Serangan hama dan penyakit tanaman padi di beberapa tempat mengalami fluktuasi

dan cenderung meningkat dari tahun ke tahun.

Sebenarnya keberadaan hama dan penyakit tanaman yang disebut organisme

pengganggu tanaman (OPT) pada areal pertanian merupakan akibat ulah manusia.

Perubahan ekosistem hutan menjadi areal pertanian adalah salah satu penyebab

utama. Dalam ekosistem hutan, setiap rantai makanan berada dalam keadaan normal.

Setiap organisme berada dalam jumlah yang seimbang dengan organisme lain yang

menjadi musuh atau pemangsanya, sehingga tidak ditemui organisme telah merusak

keseimbangan tersebut, di antaranya terjadi pemutusan beberapa rantai makanan.

Insektisida adalah bahan-bahan kimia bersifat racun yang dipakai untuk

membunuh serangga.

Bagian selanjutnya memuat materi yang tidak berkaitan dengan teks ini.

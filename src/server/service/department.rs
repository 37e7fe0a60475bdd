use sea_orm::{DatabaseConnection, DbErr};

use crate::{
    model::validation::Validate,
    server::{
        data::department::DepartmentRepository,
        error::AppError,
        model::department::{CreateDepartmentParam, Department, UpdateDepartmentParam},
        service::constraint_conflict,
    },
};

pub struct DepartmentService<'a> {
    db: &'a DatabaseConnection,
}

impl<'a> DepartmentService<'a> {
    pub fn new(db: &'a DatabaseConnection) -> Self {
        Self { db }
    }

    pub async fn get_all(&self) -> Result<Vec<Department>, AppError> {
        Ok(DepartmentRepository::new(self.db).get_all().await?)
    }

    pub async fn get_by_id(&self, id: i32) -> Result<Department, AppError> {
        DepartmentRepository::new(self.db)
            .get_by_id(id)
            .await?
            .ok_or_else(not_found)
    }

    /// Creates a department after checking the field rules and that the abbreviation is free.
    pub async fn create(&self, param: CreateDepartmentParam) -> Result<Department, AppError> {
        param.validate()?;

        let repo = DepartmentRepository::new(self.db);

        if repo
            .find_by_abbreviation(&param.abbreviation)
            .await?
            .is_some()
        {
            return Err(abbreviation_taken(&param.abbreviation));
        }

        let abbreviation = param.abbreviation.clone();
        let department = repo
            .create(param)
            .await
            .map_err(|e| constraint_conflict(e, || abbreviation_taken_message(&abbreviation)))?;

        tracing::debug!(
            "Created department {} ({})",
            department.id,
            department.abbreviation
        );

        Ok(department)
    }

    /// Replaces a department. The abbreviation is re-checked only when it changes; teachers
    /// pick up a new abbreviation automatically.
    pub async fn update(&self, param: UpdateDepartmentParam) -> Result<Department, AppError> {
        let repo = DepartmentRepository::new(self.db);

        let existing = repo.get_by_id(param.id).await?.ok_or_else(not_found)?;

        param.validate()?;

        if existing.abbreviation != param.abbreviation
            && repo
                .find_by_abbreviation(&param.abbreviation)
                .await?
                .is_some()
        {
            return Err(abbreviation_taken(&param.abbreviation));
        }

        let abbreviation = param.abbreviation.clone();
        repo.update(param).await.map_err(|e| match e {
            DbErr::RecordNotFound(_) => not_found(),
            e => constraint_conflict(e, || abbreviation_taken_message(&abbreviation)),
        })
    }

    /// Deletes a department that has no teachers.
    ///
    /// # Returns
    /// - `Ok(())` - Department deleted
    /// - `Err(AppError::NotFound)` - No department with that id
    /// - `Err(AppError::Conflict)` - Teachers still belong to the department
    pub async fn delete(&self, id: i32) -> Result<(), AppError> {
        let repo = DepartmentRepository::new(self.db);

        let department = repo.get_by_id(id).await?.ok_or_else(not_found)?;

        let in_use = repo.get_teacher_count(id).await?;
        if in_use > 0 {
            return Err(AppError::Conflict(in_use_message(
                &department.abbreviation,
                in_use,
            )));
        }

        let deleted = repo
            .delete(id)
            .await
            .map_err(|e| constraint_conflict(e, || in_use_message(&department.abbreviation, 1)))?;

        if !deleted {
            return Err(not_found());
        }

        Ok(())
    }
}

fn not_found() -> AppError {
    AppError::NotFound("Department not found".to_string())
}

fn abbreviation_taken_message(abbreviation: &str) -> String {
    format!(
        "Department with abbreviation '{}' already exists",
        abbreviation
    )
}

fn abbreviation_taken(abbreviation: &str) -> AppError {
    AppError::Conflict(abbreviation_taken_message(abbreviation))
}

fn in_use_message(abbreviation: &str, teachers: u64) -> String {
    format!(
        "Cannot delete department '{}': it has {} teacher(s)",
        abbreviation, teachers
    )
}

Insektisida dapat memengaruhi pertumbuhan, perkembangan,

tingkah laku, perkembangbiakan, kesehatan, sistem hormon, sistem pencernaan, serta

aktivitas biologis lainnya hingga berujung pada kematian serangga pengganggu

tanaman (SPT). Insektisida termasuk salah satu jenis pestisida.Pestisida adalah

substansi kimia dan bahan lain yang digunakan untuk mengendalikan berbagai hama.

Dalam konsep pengendalian hama terpadu (PHT), penggunaan pestisida ditujukan

bukan untuk memberantas atau membunuh hama namun lebih dititikberatkan untuk

mengendalikan hama sehingga berada di bawah ambang kendali.

1.2 Tujuan

1. Agar mahasiswa memahami cara aplikasi insektisida pada tanaman padi yang

tepat.

2. Agar mahasiswa dapat menggunakan pestisida secara bijaksana.

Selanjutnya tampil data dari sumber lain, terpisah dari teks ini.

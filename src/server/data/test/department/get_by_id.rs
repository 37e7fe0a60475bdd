use super::*;

/// Tests getting a department by id.
///
/// Expected: Ok(Some) for an existing id, Ok(None) otherwise
#[tokio::test]
async fn gets_department_by_id() -> Result<(), DbErr> {
    let mut test = TestBuilder::new().with_faculty_tables().build().await.unwrap();
    let db = test.database().await.unwrap();

    let created = factory::create_department(db).await?;
    let repo = DepartmentRepository::new(db);

    let found = repo.get_by_id(created.id).await?;
    assert_eq!(found.map(|d| d.abbreviation), Some(created.abbreviation));
    assert!(repo.get_by_id(created.id + 100).await?.is_none());

    Ok(())
}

3. Agar mahasiswa dapat mengerti macam- macam jenis insektisida.

Page 4: Laporan Insektisida

BAB 2. TINJAUAN PUSTAKA

Insektisida adalah bahan-bahan kimia bersifat racun yang dipakai untuk

membunuh serangga. Insektisida dapat memengaruhi pertumbuhan, perkembangan,

tingkah laku, perkembangbiakan, kesehatan, sistem hormon, sistem pencernaan, serta

aktivitas biologis lainnya hingga berujung pada kematian serangga pengganggu

tanaman. Insektisida termasuk salah satu jenis pestisida (Anonim, 2011).

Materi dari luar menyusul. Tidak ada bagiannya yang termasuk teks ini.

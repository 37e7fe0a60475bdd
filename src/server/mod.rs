//! Server-side API backend and business logic.
//!
//! The backend uses Axum as the web framework and SeaORM for database operations.
//!
//! # Architecture
//!
//! The server follows a layered architecture with clear separation of concerns:
//!
//! - **Controller Layer** (`controller/`) - HTTP request handlers and DTO conversion
//! - **Service Layer** (`service/`) - Field rules, uniqueness and reference checks
//! - **Data Layer** (`data/`) - Database operations and entity-to-domain model conversion
//! - **Model Layer** (`model/`) - Domain models and operation-specific parameter types
//! - **Error Layer** (`error/`) - Application error types and HTTP response mapping
//!
//! # Infrastructure
//!
//! - **Configuration** (`config`) - Environment-based application configuration
//! - **State** (`state`) - Shared application state (the database pool)
//! - **Startup** (`startup`) - Database connection, migrations and CORS setup
//! - **Router** (`router`) - Axum route configuration and API documentation
//!
//! # Request Flow
//!
//! 1. **Router** receives the HTTP request and routes it to a controller
//! 2. **Controller** converts the DTO to params and calls the service
//! 3. **Service** validates, checks uniqueness and references, calls repositories
//! 4. **Data** queries the database and converts entities to domain models
//! 5. **Controller** converts the domain model to a DTO and returns the response
//!
//! # Feature Gates
//!
//! This module is only available with the `server` feature flag enabled.

pub mod config;
pub mod controller;
pub mod data;
pub mod error;
pub mod model;
pub mod router;
pub mod service;
pub mod startup;
pub mod state;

Insektisida secara umum adalah senyawa kimia yang digunakan untuk

membunuh serangga pengganggu (hama serangga). Insektisida dapat membunuh

serangga dengan dua mekanisme, yaitu dengan meracuni makanannya (tanaman) dan

dengan langsung meracuni serangga tersebut (Anonim, 2006).

Teknik aplikasi pestisida sangat menentukan berhasil tidaknya pengendalian

Organisme Pengganggu Tanaman/Tumbuhan (OPT). Kegagalan pengendalian OPT

secara kimiawi dapat disebabkan oleh kesalahan aplikasi pestisida. Di samping itu,

kesalahan aplikasi pesitisida juga sangat berbahaya bagi pengguna, konsumen, dan

lingkungan (Djojosumarto, 2010).

Insektisida adalah salah satu jenis pestisida yang berfungsi untuk memberantas

serangga. Insektisida dapat kita bagi menurut sifat dasar senyawa kimianya yaitu

dalam Insektisida Anorganik yang tidak mengandung unsur karbon dan Insektisida

Organik yang mengandung unsur karbon. Insektisida lama yang digunakan sebelum

tahu 1945 umumnya merupakan insektisida anorganik sedangkan insektisida modern

setelah DDT ditemukan umumnya merupakan insektisida organik. Insektisida organik

masih dapat dibagi menjadi insektisida organik alami dan insektisida organik sintetik.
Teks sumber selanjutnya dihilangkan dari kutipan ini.